**ASSIGNED TASK**
Every record needs to be restated word for word.

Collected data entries
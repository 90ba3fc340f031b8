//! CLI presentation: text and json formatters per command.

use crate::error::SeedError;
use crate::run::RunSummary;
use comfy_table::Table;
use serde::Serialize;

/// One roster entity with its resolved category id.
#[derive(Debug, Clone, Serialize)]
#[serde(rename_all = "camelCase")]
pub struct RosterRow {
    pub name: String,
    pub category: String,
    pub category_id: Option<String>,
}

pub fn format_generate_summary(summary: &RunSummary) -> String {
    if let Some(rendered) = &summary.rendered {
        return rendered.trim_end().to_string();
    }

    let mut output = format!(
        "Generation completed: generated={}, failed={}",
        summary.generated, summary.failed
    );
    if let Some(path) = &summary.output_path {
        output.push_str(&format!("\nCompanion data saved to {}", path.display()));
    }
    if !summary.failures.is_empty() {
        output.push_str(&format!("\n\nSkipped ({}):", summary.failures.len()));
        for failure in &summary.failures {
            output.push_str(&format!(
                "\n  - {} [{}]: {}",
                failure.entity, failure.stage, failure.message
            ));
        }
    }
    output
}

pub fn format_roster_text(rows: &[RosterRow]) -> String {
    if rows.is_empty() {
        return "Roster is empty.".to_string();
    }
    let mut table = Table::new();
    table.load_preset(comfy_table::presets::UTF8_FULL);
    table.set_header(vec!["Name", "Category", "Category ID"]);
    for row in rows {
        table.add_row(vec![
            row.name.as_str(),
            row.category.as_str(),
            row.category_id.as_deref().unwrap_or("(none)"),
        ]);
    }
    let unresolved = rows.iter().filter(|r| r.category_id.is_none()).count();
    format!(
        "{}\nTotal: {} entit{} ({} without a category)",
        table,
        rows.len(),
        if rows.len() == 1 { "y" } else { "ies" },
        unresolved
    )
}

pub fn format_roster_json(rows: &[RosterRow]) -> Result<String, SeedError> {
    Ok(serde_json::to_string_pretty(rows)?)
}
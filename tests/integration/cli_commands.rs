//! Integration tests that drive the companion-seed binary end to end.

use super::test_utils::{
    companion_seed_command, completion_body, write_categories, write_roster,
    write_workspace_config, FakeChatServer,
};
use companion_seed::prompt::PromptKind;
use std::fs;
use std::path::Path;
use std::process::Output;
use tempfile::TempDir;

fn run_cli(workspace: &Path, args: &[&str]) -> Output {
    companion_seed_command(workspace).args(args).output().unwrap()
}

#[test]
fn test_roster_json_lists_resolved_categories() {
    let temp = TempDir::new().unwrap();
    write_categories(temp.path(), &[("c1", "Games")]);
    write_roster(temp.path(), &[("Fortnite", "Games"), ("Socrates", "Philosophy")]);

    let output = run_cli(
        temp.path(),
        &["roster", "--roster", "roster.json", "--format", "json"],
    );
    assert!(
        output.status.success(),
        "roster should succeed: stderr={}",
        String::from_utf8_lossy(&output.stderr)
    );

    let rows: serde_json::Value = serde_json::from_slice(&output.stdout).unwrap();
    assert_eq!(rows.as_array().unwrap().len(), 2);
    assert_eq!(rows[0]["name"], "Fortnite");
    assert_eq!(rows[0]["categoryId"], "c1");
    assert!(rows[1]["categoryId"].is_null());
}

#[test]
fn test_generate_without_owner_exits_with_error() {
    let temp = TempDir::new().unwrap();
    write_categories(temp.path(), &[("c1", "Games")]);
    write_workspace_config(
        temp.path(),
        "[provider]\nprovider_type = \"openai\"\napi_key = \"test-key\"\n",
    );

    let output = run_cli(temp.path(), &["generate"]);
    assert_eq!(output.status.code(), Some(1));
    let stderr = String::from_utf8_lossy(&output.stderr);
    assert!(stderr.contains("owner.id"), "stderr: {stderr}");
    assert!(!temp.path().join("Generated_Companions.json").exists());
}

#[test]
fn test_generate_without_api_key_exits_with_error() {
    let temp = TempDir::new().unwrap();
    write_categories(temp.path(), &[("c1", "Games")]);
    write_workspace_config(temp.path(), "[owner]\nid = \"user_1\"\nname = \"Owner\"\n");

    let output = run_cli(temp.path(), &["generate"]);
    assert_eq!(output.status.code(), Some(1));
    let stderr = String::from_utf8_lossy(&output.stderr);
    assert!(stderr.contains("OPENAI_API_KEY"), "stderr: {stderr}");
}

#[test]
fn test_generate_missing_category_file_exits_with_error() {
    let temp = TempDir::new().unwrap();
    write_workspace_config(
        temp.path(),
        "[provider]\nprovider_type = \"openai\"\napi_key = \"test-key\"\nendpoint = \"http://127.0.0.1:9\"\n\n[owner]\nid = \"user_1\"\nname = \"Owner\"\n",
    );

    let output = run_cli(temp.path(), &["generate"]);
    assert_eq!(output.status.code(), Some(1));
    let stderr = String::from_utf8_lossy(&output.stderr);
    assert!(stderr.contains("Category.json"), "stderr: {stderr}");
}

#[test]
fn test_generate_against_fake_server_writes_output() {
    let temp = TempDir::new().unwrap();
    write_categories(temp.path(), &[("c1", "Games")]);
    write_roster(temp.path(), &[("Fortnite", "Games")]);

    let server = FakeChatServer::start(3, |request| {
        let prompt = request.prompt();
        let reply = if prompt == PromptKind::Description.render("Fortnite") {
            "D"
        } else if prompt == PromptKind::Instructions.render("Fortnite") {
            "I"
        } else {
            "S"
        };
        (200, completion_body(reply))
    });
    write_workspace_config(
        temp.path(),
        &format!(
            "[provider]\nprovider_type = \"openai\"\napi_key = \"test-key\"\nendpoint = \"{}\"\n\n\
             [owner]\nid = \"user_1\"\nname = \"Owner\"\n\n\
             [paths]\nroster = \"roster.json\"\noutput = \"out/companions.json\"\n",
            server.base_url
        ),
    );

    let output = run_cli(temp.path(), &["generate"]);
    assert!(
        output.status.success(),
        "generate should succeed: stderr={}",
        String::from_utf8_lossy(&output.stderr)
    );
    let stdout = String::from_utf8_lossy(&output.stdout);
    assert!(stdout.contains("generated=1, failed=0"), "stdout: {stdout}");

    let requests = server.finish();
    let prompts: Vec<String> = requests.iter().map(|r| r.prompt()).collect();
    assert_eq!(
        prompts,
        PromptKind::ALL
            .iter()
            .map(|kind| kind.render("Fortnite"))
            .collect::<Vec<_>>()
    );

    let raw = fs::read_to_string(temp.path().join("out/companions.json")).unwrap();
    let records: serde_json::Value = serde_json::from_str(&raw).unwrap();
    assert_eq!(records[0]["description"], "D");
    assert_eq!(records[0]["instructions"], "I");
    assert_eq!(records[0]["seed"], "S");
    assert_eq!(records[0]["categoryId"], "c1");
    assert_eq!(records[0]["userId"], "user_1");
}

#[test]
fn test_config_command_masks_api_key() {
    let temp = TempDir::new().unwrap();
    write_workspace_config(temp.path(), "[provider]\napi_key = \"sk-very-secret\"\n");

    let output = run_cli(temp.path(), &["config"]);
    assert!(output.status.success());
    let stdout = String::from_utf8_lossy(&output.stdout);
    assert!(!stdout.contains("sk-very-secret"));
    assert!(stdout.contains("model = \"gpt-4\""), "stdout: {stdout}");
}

**RESPONSE AREA**
repository 90ba3fc340f031b8
//! CLI presentation: text and json formatters per command.

use crate::error::SeedError;
use crate::run::RunSummary;
use comfy_table::Table;
use serde::Serialize;

/// One roster entity with its resolved category id.
#[derive(Debug, Clone, Serialize)]
#[serde(rename_all = "camelCase")]
pub struct RosterRow {
    pub name: String,
    pub category: String,
    pub category_id: Option<String>,
}

pub fn format_generate_summary(summary: &RunSummary) -> String {
    if let Some(rendered) = &summary.rendered {
        return rendered.trim_end().to_string();
    }

    let mut output = format!(
        "Generation completed: generated={}, failed={}",
        summary.generated, summary.failed
    );
    if let Some(path) = &summary.output_path {
        output.push_str(&format!("\nCompanion data saved to {}", path.display()));
    }
    if !summary.failures.is_empty() {
        output.push_str(&format!("\n\nSkipped ({}):", summary.failures.len()));
        for failure in &summary.failures {
            output.push_str(&format!(
                "\n  - {} [{}]: {}",
                failure.entity, failure.stage, failure.message
            ));
        }
    }
    output
}

pub fn format_roster_text(rows: &[RosterRow]) -> String {
    if rows.is_empty() {
        return "Roster is empty.".to_string();
    }
    let mut table = Table::new();
    table.load_preset(comfy_table::presets::UTF8_FULL);
    table.set_header(vec!["Name", "Category", "Category ID"]);
    for row in rows {
        table.add_row(vec![
            row.name.as_str(),
            row.category.as_str(),
            row.category_id.as_deref().unwrap_or("(none)"),
        ]);
    }
    let unresolved = rows.iter().filter(|r| r.category_id.is_none()).count();
    format!(
        "{}\nTotal: {} entit{} ({} without a category)",
        table,
        rows.len(),
        if rows.len() == 1 { "y" } else { "ies" },
        unresolved
    )
}

pub fn format_roster_json(rows: &[RosterRow]) -> Result<String, SeedError> {
    Ok(serde_json::to_string_pretty(rows)?)
}
filename tests/integration/cli_commands.rs
//! Integration tests that drive the companion-seed binary end to end.

use super::test_utils::{
    companion_seed_command, completion_body, write_categories, write_roster,
    write_workspace_config, FakeChatServer,
};
use companion_seed::prompt::PromptKind;
use std::fs;
use std::path::Path;
use std::process::Output;
use tempfile::TempDir;

fn run_cli(workspace: &Path, args: &[&str]) -> Output {
    companion_seed_command(workspace).args(args).output().unwrap()
}

#[test]
fn test_roster_json_lists_resolved_categories() {
    let temp = TempDir::new().unwrap();
    write_categories(temp.path(), &[("c1", "Games")]);
    write_roster(temp.path(), &[("Fortnite", "Games"), ("Socrates", "Philosophy")]);

    let output = run_cli(
        temp.path(),
        &["roster", "--roster", "roster.json", "--format", "json"],
    );
    assert!(
        output.status.success(),
        "roster should succeed: stderr={}",
        String::from_utf8_lossy(&output.stderr)
    );

    let rows: serde_json::Value = serde_json::from_slice(&output.stdout).unwrap();
    assert_eq!(rows.as_array().unwrap().len(), 2);
    assert_eq!(rows[0]["name"], "Fortnite");
    assert_eq!(rows[0]["categoryId"], "c1");
    assert!(rows[1]["categoryId"].is_null());
}

#[test]
fn test_generate_without_owner_exits_with_error() {
    let temp = TempDir::new().unwrap();
    write_categories(temp.path(), &[("c1", "Games")]);
    write_workspace_config(
        temp.path(),
        "[provider]\nprovider_type = \"openai\"\napi_key = \"test-key\"\n",
    );

    let output = run_cli(temp.path(), &["generate"]);
    assert_eq!(output.status.code(), Some(1));
    let stderr = String::from_utf8_lossy(&output.stderr);
    assert!(stderr.contains("owner.id"), "stderr: {stderr}");
    assert!(!temp.path().join("Generated_Companions.json").exists());
}

#[test]
fn test_generate_without_api_key_exits_with_error() {
    let temp = TempDir::new().unwrap();
    write_categories(temp.path(), &[("c1", "Games")]);
    write_workspace_config(temp.path(), "[owner]\nid = \"user_1\"\nname = \"Owner\"\n");

    let output = run_cli(temp.path(), &["generate"]);
    assert_eq!(output.status.code(), Some(1));
    let stderr = String::from_utf8_lossy(&output.stderr);
    assert!(stderr.contains("OPENAI_API_KEY"), "stderr: {stderr}");
}

#[test]
fn test_generate_missing_category_file_exits_with_error() {
    let temp = TempDir::new().unwrap();
    write_workspace_config(
        temp.path(),
        "[provider]\nprovider_type = \"openai\"\napi_key = \"test-key\"\nendpoint = \"http://127.0.0.1:9\"\n\n[owner]\nid = \"user_1\"\nname = \"Owner\"\n",
    );

    let output = run_cli(temp.path(), &["generate"]);
    assert_eq!(output.status.code(), Some(1));
    let stderr = String::from_utf8_lossy(&output.stderr);
    assert!(stderr.contains("Category.json"), "stderr: {stderr}");
}

#[test]
fn test_generate_against_fake_server_writes_output() {
    let temp = TempDir::new().unwrap();
    write_categories(temp.path(), &[("c1", "Games")]);
    write_roster(temp.path(), &[("Fortnite", "Games")]);

    let server = FakeChatServer::start(3, |request| {
        let prompt = request.prompt();
        let reply = if prompt == PromptKind::Description.render("Fortnite") {
            "D"
        } else if prompt == PromptKind::Instructions.render("Fortnite") {
            "I"
        } else {
            "S"
        };
        (200, completion_body(reply))
    });
    write_workspace_config(
        temp.path(),
        &format!(
            "[provider]\nprovider_type = \"openai\"\napi_key = \"test-key\"\nendpoint = \"{}\"\n\n\
             [owner]\nid = \"user_1\"\nname = \"Owner\"\n\n\
             [paths]\nroster = \"roster.json\"\noutput = \"out/companions.json\"\n",
            server.base_url
        ),
    );

    let output = run_cli(temp.path(), &["generate"]);
    assert!(
        output.status.success(),
        "generate should succeed: stderr={}",
        String::from_utf8_lossy(&output.stderr)
    );
    let stdout = String::from_utf8_lossy(&output.stdout);
    assert!(stdout.contains("generated=1, failed=0"), "stdout: {stdout}");

    let requests = server.finish();
    let prompts: Vec<String> = requests.iter().map(|r| r.prompt()).collect();
    assert_eq!(
        prompts,
        PromptKind::ALL
            .iter()
            .map(|kind| kind.render("Fortnite"))
            .collect::<Vec<_>>()
    );

    let raw = fs::read_to_string(temp.path().join("out/companions.json")).unwrap();
    let records: serde_json::Value = serde_json::from_str(&raw).unwrap();
    assert_eq!(records[0]["description"], "D");
    assert_eq!(records[0]["instructions"], "I");
    assert_eq!(records[0]["seed"], "S");
    assert_eq!(records[0]["categoryId"], "c1");
    assert_eq!(records[0]["userId"], "user_1");
}

#[test]
fn test_config_command_masks_api_key() {
    let temp = TempDir::new().unwrap();
    write_workspace_config(temp.path(), "[provider]\napi_key = \"sk-very-secret\"\n");

    let output = run_cli(temp.path(), &["config"]);
    assert!(output.status.success());
    let stdout = String::from_utf8_lossy(&output.stdout);
    assert!(!stdout.contains("sk-very-secret"));
    assert!(stdout.contains("model = \"gpt-4\""), "stdout: {stdout}");
}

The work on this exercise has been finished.